Cross-site AJAX with FF3
One of AJAX developers’ first stresses was cross-side scripting. With all these data APIs that are available in XML or JSON, one could easily fetch it with a XMLHttpRequest and parse it right on the client. There are a few hacks around this, being the simpliest a “small proxy script” in the same server your application. Other solution used by many websites that isn’t as simple, but easier to distribute is including code with the script tag since it allows code from other domains. So this is a demanded features.
According to W3C Access Control working draft, Firefox 3 now supports cross-site XMLHttpRequests. You can set a resource to be accessible for all other domains, or specify the ones allowed through the HEADER or the XML way.

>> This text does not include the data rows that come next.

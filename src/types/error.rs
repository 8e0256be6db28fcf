//! Error types for fabric-custody
//!
//! One error enum shared by the crypto helpers, the transit client, the
//! tethered-signer protocol and the enrollment orchestrator. Handshake and
//! signature-mismatch failures are security events: callers tear the
//! connection down instead of retrying.

use hyper::StatusCode;

/// Main error type for custody operations
#[derive(Debug, thiserror::Error)]
pub enum CustodyError {
    #[error("Configuration error: {0}")]
    Config(String),

    #[error("Invalid argument: {0}")]
    InvalidArgument(String),

    #[error("Unsupported curve: {0}")]
    UnsupportedCurve(String),

    #[error("Invalid signature: {0}")]
    InvalidSignature(String),

    #[error("Key not found: {0}")]
    KeyNotFound(String),

    #[error("Unauthorized: {0}")]
    Unauthorized(String),

    #[error("Protocol error: {0}")]
    Protocol(String),

    #[error("Authentication error: {0}")]
    Authentication(String),

    #[error("Signer busy: {0}")]
    Busy(String),

    #[error("Signature verification failed: {0}")]
    SignatureVerification(String),

    #[error("Unsupported operation: {0}")]
    UnsupportedOperation(String),

    #[error("Session not found: {0}")]
    SessionNotFound(String),

    #[error("Connection closed: {0}")]
    ConnectionClosed(String),

    #[error("Timeout: {0}")]
    Timeout(String),

    #[error("Unsupported identity type: {0}")]
    UnsupportedIdentityType(String),

    #[error("Certificate authority error: {0}")]
    CertificateAuthority(String),

    #[error("Datastore error: {0}")]
    Datastore(String),

    #[error("HTTP error: {0}")]
    Http(String),

    #[error("WebSocket error: {0}")]
    WebSocket(String),

    #[error("Internal error: {0}")]
    Internal(String),
}

impl CustodyError {
    /// Convert error to HTTP status code
    pub fn status_code(&self) -> StatusCode {
        match self {
            Self::Config(_) => StatusCode::INTERNAL_SERVER_ERROR,
            Self::InvalidArgument(_) => StatusCode::BAD_REQUEST,
            Self::UnsupportedCurve(_) => StatusCode::BAD_REQUEST,
            Self::InvalidSignature(_) => StatusCode::BAD_REQUEST,
            Self::KeyNotFound(_) => StatusCode::NOT_FOUND,
            Self::Unauthorized(_) => StatusCode::UNAUTHORIZED,
            Self::Protocol(_) => StatusCode::BAD_GATEWAY,
            Self::Authentication(_) => StatusCode::UNAUTHORIZED,
            Self::Busy(_) => StatusCode::CONFLICT,
            Self::SignatureVerification(_) => StatusCode::BAD_GATEWAY,
            Self::UnsupportedOperation(_) => StatusCode::NOT_IMPLEMENTED,
            Self::SessionNotFound(_) => StatusCode::NOT_FOUND,
            Self::ConnectionClosed(_) => StatusCode::SERVICE_UNAVAILABLE,
            Self::Timeout(_) => StatusCode::GATEWAY_TIMEOUT,
            Self::UnsupportedIdentityType(_) => StatusCode::BAD_REQUEST,
            Self::CertificateAuthority(_) => StatusCode::BAD_GATEWAY,
            Self::Datastore(_) => StatusCode::SERVICE_UNAVAILABLE,
            Self::Http(_) => StatusCode::BAD_GATEWAY,
            Self::WebSocket(_) => StatusCode::BAD_GATEWAY,
            Self::Internal(_) => StatusCode::INTERNAL_SERVER_ERROR,
        }
    }

    /// Convert to status code and body tuple for HTTP response
    pub fn into_status_code_and_body(self) -> (StatusCode, String) {
        let status = self.status_code();
        let body = self.to_string();
        (status, body)
    }

    /// Whether the failure must tear down the transport it happened on
    pub fn is_security_event(&self) -> bool {
        matches!(
            self,
            Self::Authentication(_) | Self::SignatureVerification(_)
        )
    }
}

// Implement From conversions for common error types

impl From<std::io::Error> for CustodyError {
    fn from(err: std::io::Error) -> Self {
        Self::Internal(err.to_string())
    }
}

impl From<serde_json::Error> for CustodyError {
    fn from(err: serde_json::Error) -> Self {
        Self::Protocol(format!("JSON error: {}", err))
    }
}

impl From<reqwest::Error> for CustodyError {
    fn from(err: reqwest::Error) -> Self {
        if err.is_timeout() {
            Self::Timeout(err.to_string())
        } else if err.is_decode() {
            Self::Protocol(format!("malformed response body: {}", err))
        } else {
            Self::Http(err.to_string())
        }
    }
}

impl From<hyper::Error> for CustodyError {
    fn from(err: hyper::Error) -> Self {
        Self::Internal(format!("HTTP error: {}", err))
    }
}

impl From<tokio_tungstenite::tungstenite::Error> for CustodyError {
    fn from(err: tokio_tungstenite::tungstenite::Error) -> Self {
        Self::WebSocket(err.to_string())
    }
}

impl From<der::Error> for CustodyError {
    fn from(err: der::Error) -> Self {
        Self::Protocol(format!("DER error: {}", err))
    }
}

/// Result type alias for custody operations
pub type Result<T> = std::result::Result<T, CustodyError>;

I believe now the code will be more equaly distributed between the client and server. Browsers that support Javascript should run in computers with some processing capabilities (even iPhones, Android, WM and even normal phones that will be supporting javascript in a few years) and I can even see some Javascript-only applications using CouchDB as a database (with read-only privileges for external connections).
Only waiting for Microformat support to come out :) And by the way, FF3 is already my main browser in the mac!
Ricardo Portela
The problem is the time it will take for us to be able to use it in a production service...
Just a small correction:
It's called Cross Site Scripting [XSS] (see: http://en.wikipedia.org/wiki/Cross-site_scripting)
Another problem that comes in the "bag" is Cross Site Request Forgery [XSRF] (see: http://en.wikipedia.org/wiki/Cross-site_request_forgery)
Probably you already know them, just for reference and context for some readers.